• Information given
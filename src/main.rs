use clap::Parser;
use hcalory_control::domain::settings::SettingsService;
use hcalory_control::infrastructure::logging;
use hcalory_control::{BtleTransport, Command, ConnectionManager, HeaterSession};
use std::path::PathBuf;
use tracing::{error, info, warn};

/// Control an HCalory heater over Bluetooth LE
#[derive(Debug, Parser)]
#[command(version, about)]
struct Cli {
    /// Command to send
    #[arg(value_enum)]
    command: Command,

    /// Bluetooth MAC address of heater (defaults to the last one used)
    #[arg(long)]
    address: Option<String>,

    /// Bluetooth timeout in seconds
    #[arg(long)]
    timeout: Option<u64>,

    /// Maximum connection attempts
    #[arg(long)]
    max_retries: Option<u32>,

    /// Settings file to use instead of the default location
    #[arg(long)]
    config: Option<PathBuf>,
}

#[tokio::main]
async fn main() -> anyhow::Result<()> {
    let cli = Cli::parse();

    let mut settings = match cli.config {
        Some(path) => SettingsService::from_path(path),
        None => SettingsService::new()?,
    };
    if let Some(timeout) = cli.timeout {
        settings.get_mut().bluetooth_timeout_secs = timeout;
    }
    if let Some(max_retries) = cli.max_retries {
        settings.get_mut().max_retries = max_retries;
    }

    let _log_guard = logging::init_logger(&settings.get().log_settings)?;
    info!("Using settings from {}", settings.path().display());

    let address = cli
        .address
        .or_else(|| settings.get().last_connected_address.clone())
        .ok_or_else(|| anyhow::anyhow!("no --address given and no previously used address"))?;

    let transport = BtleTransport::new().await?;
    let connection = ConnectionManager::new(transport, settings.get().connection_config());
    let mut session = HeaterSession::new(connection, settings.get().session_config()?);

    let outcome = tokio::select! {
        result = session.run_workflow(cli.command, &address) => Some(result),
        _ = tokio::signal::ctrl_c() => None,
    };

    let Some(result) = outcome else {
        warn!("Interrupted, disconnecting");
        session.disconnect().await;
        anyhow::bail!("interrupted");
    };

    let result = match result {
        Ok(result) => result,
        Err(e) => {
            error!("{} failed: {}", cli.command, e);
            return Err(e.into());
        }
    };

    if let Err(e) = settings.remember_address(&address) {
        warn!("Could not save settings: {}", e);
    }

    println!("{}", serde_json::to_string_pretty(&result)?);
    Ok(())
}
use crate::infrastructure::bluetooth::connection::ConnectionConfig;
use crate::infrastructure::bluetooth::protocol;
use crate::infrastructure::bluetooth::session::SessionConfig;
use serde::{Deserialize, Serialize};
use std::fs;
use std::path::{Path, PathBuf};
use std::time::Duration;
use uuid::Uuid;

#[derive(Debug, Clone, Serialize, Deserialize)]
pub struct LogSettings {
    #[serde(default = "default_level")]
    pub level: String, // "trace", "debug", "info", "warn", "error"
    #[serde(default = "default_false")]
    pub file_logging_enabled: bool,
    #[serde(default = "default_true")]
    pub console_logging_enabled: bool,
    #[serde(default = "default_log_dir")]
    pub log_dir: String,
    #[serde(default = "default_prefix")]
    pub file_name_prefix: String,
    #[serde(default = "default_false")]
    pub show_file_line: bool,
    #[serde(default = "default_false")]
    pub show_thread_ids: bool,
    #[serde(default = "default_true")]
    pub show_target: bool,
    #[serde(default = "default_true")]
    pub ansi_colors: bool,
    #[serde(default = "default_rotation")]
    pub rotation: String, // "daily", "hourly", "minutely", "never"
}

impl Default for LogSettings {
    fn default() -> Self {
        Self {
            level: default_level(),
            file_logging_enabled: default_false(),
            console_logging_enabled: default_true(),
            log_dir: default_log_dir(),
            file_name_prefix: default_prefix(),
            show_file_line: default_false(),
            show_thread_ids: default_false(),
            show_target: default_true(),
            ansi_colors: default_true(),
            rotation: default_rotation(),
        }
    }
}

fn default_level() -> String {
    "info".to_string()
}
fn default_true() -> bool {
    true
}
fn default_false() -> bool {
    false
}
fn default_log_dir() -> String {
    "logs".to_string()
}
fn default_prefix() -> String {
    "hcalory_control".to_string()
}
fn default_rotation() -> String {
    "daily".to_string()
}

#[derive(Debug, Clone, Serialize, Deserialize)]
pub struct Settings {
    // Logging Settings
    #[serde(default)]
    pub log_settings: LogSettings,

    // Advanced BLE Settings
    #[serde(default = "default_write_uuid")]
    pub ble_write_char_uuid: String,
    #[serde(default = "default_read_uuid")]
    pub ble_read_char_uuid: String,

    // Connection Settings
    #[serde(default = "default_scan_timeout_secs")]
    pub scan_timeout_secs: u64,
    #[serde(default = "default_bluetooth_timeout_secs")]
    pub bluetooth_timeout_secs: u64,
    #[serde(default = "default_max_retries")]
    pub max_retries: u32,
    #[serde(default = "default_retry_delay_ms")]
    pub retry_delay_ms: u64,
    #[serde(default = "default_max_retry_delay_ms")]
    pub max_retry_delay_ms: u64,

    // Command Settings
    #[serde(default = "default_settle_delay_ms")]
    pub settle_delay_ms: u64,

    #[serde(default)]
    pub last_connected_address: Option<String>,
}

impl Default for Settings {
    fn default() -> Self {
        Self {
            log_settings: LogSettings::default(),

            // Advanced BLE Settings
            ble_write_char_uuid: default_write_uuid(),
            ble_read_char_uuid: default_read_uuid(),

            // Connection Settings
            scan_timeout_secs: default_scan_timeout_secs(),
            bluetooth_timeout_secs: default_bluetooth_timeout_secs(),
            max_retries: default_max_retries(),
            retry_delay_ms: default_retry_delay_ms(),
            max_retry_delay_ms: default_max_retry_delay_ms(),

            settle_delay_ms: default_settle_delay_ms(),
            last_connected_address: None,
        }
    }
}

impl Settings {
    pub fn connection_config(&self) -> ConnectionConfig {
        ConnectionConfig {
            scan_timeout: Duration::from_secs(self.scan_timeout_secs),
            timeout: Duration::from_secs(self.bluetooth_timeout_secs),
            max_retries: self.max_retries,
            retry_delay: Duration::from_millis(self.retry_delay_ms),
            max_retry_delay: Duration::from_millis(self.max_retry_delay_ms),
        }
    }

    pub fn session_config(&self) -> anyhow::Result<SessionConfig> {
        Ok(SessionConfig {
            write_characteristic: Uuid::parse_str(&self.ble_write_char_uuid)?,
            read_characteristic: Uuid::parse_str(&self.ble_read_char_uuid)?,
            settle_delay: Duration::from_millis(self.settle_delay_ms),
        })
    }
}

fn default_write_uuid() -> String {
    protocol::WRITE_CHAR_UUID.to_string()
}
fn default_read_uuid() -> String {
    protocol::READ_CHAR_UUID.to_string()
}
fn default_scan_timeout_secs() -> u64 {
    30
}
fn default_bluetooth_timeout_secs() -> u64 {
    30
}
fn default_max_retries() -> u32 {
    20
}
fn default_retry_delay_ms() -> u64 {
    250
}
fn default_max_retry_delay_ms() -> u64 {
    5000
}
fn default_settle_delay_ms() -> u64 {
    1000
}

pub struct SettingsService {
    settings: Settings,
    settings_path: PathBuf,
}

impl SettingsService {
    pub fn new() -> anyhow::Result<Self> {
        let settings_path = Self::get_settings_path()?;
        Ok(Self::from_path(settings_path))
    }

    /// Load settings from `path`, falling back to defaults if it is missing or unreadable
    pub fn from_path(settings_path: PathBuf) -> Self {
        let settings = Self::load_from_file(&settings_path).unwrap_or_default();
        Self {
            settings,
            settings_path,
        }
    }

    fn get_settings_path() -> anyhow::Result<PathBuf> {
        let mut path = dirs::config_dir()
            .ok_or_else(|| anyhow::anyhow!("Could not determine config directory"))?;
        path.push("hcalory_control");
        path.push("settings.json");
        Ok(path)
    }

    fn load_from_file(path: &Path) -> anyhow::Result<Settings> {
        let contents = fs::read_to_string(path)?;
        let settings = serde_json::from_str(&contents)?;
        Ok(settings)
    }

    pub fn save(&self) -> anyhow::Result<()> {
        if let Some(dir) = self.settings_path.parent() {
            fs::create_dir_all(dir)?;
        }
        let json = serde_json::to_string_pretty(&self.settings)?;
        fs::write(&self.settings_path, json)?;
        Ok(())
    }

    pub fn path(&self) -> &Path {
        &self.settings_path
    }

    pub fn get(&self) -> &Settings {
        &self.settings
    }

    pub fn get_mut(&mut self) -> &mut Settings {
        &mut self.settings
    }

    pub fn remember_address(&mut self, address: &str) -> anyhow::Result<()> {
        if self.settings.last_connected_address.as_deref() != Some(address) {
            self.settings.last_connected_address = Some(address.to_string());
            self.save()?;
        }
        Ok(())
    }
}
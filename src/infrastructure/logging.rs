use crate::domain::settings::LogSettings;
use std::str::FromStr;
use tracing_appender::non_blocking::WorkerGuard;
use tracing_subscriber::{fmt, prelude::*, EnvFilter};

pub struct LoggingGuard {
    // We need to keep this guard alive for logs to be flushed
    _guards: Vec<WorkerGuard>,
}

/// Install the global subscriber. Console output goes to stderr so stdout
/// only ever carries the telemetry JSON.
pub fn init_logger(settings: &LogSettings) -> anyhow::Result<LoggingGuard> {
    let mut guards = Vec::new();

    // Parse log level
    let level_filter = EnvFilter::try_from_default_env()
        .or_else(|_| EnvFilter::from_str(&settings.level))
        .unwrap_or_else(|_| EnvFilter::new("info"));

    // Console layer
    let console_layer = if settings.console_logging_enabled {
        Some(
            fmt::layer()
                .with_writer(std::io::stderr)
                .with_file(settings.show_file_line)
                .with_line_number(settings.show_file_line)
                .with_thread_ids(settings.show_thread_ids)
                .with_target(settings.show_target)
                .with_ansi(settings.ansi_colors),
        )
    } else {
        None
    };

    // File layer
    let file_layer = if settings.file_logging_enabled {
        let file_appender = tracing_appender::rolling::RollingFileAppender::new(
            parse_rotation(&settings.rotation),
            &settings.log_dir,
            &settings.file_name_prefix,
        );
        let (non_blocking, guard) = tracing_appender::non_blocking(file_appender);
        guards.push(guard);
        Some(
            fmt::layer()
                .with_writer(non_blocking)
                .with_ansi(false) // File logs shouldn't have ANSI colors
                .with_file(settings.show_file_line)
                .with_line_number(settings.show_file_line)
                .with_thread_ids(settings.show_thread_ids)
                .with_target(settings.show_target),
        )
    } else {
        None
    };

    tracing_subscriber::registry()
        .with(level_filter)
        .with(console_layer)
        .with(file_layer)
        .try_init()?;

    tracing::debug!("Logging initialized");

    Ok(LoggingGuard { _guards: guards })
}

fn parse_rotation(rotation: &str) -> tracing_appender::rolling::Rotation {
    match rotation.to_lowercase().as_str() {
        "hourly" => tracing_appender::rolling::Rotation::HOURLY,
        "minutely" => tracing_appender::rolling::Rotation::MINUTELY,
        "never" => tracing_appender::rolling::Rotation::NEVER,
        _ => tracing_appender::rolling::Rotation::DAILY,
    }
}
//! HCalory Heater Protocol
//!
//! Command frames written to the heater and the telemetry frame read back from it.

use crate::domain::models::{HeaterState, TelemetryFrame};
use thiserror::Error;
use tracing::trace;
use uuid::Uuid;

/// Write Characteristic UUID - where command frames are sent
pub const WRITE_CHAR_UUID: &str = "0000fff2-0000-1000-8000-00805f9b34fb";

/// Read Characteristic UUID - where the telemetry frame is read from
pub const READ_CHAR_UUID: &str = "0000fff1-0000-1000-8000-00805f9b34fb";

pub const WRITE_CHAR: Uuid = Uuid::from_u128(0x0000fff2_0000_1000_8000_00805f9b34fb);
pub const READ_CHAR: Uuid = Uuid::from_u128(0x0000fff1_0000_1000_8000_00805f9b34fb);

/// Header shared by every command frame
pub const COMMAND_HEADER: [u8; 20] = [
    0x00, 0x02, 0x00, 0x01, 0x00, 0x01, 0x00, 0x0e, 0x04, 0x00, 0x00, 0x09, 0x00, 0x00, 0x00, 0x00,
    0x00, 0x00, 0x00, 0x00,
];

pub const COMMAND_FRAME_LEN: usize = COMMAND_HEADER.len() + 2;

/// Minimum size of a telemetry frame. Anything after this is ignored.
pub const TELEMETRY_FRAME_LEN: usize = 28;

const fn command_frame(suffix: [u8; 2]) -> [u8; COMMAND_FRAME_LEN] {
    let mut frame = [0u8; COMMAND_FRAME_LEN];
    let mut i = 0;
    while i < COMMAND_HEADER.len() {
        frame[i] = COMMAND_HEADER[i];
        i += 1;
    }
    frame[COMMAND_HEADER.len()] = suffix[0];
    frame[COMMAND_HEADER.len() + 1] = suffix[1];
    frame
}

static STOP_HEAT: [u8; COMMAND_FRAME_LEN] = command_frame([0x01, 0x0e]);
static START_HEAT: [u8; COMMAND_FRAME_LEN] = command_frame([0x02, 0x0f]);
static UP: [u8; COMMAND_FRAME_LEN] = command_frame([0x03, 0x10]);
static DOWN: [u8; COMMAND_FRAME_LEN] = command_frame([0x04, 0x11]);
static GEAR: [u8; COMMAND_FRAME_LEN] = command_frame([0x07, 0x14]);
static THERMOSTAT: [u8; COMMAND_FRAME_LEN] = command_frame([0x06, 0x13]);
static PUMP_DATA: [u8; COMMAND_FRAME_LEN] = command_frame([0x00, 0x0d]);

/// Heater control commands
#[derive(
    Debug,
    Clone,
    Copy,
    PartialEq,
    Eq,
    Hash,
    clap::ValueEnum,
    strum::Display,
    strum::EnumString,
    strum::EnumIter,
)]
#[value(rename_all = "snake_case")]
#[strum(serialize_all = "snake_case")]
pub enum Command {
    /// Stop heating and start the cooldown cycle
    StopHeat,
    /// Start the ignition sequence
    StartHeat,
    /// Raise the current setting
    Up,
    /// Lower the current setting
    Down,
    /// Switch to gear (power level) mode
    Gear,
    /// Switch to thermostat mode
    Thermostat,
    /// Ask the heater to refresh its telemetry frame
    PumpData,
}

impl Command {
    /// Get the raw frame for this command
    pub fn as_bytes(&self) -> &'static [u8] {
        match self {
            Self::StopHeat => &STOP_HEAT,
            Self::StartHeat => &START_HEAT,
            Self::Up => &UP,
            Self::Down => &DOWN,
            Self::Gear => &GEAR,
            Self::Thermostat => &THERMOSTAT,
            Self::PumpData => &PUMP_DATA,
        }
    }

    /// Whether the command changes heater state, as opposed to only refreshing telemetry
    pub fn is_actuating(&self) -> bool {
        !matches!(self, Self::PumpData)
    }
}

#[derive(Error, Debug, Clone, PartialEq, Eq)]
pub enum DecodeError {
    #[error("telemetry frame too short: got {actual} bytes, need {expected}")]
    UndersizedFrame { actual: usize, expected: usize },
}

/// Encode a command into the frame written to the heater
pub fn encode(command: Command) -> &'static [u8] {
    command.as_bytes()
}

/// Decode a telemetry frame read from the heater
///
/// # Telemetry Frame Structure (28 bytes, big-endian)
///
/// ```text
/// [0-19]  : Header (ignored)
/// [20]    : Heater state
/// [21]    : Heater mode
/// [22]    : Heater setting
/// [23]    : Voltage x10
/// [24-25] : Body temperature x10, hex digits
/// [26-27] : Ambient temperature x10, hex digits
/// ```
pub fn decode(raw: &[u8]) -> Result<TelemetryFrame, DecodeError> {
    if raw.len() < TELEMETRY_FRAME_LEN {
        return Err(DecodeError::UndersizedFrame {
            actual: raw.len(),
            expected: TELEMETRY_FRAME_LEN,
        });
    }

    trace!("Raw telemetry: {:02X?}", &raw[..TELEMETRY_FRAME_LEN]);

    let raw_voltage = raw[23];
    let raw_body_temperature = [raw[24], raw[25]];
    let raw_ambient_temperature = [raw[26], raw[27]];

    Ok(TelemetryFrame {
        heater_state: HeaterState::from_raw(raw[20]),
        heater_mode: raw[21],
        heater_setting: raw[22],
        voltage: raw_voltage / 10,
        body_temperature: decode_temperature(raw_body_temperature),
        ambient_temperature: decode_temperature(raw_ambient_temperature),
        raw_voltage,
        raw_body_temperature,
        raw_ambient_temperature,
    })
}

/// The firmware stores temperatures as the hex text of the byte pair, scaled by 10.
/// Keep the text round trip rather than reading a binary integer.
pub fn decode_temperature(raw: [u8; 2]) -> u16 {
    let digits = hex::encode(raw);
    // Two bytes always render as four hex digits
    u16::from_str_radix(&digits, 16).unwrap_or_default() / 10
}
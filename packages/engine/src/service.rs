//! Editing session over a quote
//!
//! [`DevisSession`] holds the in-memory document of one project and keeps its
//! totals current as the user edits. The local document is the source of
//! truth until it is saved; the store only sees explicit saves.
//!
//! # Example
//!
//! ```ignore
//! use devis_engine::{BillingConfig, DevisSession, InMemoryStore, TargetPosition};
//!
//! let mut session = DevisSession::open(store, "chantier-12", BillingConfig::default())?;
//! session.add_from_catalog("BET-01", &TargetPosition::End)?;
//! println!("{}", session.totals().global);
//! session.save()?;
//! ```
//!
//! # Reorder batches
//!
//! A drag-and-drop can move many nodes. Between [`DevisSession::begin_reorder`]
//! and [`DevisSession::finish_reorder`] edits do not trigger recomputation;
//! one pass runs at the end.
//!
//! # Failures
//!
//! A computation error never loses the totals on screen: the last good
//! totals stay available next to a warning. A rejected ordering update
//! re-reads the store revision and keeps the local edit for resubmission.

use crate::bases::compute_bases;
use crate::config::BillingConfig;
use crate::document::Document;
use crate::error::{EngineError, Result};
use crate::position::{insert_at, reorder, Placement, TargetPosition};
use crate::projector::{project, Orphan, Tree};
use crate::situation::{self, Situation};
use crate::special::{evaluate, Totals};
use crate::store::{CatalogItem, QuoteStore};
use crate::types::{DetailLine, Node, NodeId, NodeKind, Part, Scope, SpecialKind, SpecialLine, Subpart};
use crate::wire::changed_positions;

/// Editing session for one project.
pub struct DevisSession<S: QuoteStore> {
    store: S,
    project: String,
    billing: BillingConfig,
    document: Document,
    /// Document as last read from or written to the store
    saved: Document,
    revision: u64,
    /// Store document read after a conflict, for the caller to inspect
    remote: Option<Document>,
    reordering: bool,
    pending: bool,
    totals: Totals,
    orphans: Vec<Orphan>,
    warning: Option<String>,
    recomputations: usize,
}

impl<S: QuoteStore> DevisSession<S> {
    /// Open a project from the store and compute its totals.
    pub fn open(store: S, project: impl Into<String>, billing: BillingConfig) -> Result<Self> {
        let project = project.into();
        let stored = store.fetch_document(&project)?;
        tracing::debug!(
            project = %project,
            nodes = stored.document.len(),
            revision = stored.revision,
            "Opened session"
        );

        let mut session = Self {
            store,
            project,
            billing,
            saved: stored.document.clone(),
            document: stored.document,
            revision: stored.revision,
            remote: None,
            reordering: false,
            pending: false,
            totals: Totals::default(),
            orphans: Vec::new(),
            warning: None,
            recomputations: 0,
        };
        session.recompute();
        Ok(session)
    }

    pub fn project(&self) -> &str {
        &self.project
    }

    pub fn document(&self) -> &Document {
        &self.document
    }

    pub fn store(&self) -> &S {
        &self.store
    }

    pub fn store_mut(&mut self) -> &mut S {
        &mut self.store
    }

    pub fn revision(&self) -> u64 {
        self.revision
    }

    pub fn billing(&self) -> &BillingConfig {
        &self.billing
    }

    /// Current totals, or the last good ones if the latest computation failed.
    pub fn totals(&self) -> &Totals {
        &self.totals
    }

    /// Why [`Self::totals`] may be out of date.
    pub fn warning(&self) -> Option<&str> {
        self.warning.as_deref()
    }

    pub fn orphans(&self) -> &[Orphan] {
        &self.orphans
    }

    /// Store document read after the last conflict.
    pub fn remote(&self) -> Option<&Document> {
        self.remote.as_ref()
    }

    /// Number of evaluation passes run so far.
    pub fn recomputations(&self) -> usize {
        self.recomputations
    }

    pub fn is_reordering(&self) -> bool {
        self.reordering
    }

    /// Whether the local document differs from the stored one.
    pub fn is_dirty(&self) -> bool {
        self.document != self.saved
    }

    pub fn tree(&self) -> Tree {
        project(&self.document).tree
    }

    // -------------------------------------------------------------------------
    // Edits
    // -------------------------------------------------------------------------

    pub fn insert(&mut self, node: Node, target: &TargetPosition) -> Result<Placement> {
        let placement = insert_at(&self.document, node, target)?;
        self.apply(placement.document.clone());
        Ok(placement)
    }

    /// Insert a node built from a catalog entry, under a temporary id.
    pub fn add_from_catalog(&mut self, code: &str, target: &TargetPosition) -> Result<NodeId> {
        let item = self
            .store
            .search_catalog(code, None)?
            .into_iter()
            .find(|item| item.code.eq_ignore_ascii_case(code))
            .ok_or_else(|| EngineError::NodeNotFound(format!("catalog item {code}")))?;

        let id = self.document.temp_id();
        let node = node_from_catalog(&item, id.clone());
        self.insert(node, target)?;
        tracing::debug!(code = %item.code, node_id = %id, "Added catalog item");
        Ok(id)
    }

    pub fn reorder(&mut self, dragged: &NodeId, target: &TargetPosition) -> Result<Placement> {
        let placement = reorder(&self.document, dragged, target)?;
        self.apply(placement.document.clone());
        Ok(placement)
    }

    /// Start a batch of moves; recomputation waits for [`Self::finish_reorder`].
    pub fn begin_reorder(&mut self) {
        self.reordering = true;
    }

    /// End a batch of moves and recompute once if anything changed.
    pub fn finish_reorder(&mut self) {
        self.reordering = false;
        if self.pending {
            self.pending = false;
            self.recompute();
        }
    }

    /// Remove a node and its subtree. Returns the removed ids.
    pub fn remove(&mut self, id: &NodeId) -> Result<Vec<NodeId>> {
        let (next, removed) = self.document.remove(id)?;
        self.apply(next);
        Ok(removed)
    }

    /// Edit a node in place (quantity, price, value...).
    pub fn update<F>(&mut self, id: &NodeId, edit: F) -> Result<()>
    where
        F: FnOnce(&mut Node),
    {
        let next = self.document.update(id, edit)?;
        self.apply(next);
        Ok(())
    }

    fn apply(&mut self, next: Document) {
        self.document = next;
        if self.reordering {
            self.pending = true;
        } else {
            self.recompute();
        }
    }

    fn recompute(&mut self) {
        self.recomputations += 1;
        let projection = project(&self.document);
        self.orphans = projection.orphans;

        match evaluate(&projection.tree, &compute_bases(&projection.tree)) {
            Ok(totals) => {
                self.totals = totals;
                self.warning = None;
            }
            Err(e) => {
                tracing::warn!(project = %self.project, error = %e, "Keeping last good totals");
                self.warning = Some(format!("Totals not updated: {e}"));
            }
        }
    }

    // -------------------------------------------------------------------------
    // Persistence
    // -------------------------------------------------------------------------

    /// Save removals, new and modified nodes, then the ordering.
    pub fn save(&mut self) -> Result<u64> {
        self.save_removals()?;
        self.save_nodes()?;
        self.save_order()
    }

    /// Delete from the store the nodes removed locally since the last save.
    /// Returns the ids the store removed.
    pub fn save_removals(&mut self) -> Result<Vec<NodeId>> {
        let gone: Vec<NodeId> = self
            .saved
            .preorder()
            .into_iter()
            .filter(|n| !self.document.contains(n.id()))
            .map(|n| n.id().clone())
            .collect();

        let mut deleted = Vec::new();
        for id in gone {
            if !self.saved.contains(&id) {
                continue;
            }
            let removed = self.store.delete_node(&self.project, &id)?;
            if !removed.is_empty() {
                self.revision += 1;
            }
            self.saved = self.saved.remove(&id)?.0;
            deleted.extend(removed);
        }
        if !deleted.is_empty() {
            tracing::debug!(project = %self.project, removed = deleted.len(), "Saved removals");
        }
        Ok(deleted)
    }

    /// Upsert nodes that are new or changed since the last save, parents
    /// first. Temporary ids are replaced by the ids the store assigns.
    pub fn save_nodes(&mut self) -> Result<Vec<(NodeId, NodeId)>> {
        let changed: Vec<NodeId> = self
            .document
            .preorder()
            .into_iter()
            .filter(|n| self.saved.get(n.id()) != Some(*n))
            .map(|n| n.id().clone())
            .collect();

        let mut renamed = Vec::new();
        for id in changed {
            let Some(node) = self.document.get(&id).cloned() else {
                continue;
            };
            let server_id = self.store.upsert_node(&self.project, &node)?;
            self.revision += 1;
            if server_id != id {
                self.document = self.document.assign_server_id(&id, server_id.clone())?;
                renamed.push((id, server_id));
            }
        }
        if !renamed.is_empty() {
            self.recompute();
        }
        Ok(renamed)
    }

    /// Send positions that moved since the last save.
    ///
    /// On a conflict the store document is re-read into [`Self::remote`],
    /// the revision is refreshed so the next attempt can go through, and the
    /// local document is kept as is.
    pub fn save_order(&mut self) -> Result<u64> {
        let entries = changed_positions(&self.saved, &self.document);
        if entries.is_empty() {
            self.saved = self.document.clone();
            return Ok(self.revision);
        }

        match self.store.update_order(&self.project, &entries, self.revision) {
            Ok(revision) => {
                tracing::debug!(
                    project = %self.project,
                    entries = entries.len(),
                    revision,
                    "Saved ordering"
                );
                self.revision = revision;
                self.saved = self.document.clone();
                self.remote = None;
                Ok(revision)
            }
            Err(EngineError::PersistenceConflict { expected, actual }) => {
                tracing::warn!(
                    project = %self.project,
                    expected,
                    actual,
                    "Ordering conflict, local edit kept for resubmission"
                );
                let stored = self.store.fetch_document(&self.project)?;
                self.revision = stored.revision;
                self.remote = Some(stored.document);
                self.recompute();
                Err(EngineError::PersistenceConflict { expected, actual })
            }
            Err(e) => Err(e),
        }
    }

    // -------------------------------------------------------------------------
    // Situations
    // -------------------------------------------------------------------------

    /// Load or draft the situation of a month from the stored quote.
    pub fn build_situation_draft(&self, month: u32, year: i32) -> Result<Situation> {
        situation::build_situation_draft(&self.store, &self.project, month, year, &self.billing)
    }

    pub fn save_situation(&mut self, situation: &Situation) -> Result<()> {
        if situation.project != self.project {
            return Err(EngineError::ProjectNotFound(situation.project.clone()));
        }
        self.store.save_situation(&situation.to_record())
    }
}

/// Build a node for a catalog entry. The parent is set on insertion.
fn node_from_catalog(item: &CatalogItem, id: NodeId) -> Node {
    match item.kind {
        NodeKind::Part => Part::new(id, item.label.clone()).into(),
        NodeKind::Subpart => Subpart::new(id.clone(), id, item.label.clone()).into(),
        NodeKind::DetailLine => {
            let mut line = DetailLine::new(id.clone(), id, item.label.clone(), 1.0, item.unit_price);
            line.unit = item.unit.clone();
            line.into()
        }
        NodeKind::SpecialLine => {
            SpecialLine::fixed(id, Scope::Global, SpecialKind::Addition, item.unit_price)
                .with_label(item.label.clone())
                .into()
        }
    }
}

• Task item
Find the string "defaults" in the listing and return every line that holds it.

• Response below
    /// Bluetooth MAC address of heater (defaults to the last one used)
    /// Load settings from `path`, falling back to defaults if it is missing or unreadable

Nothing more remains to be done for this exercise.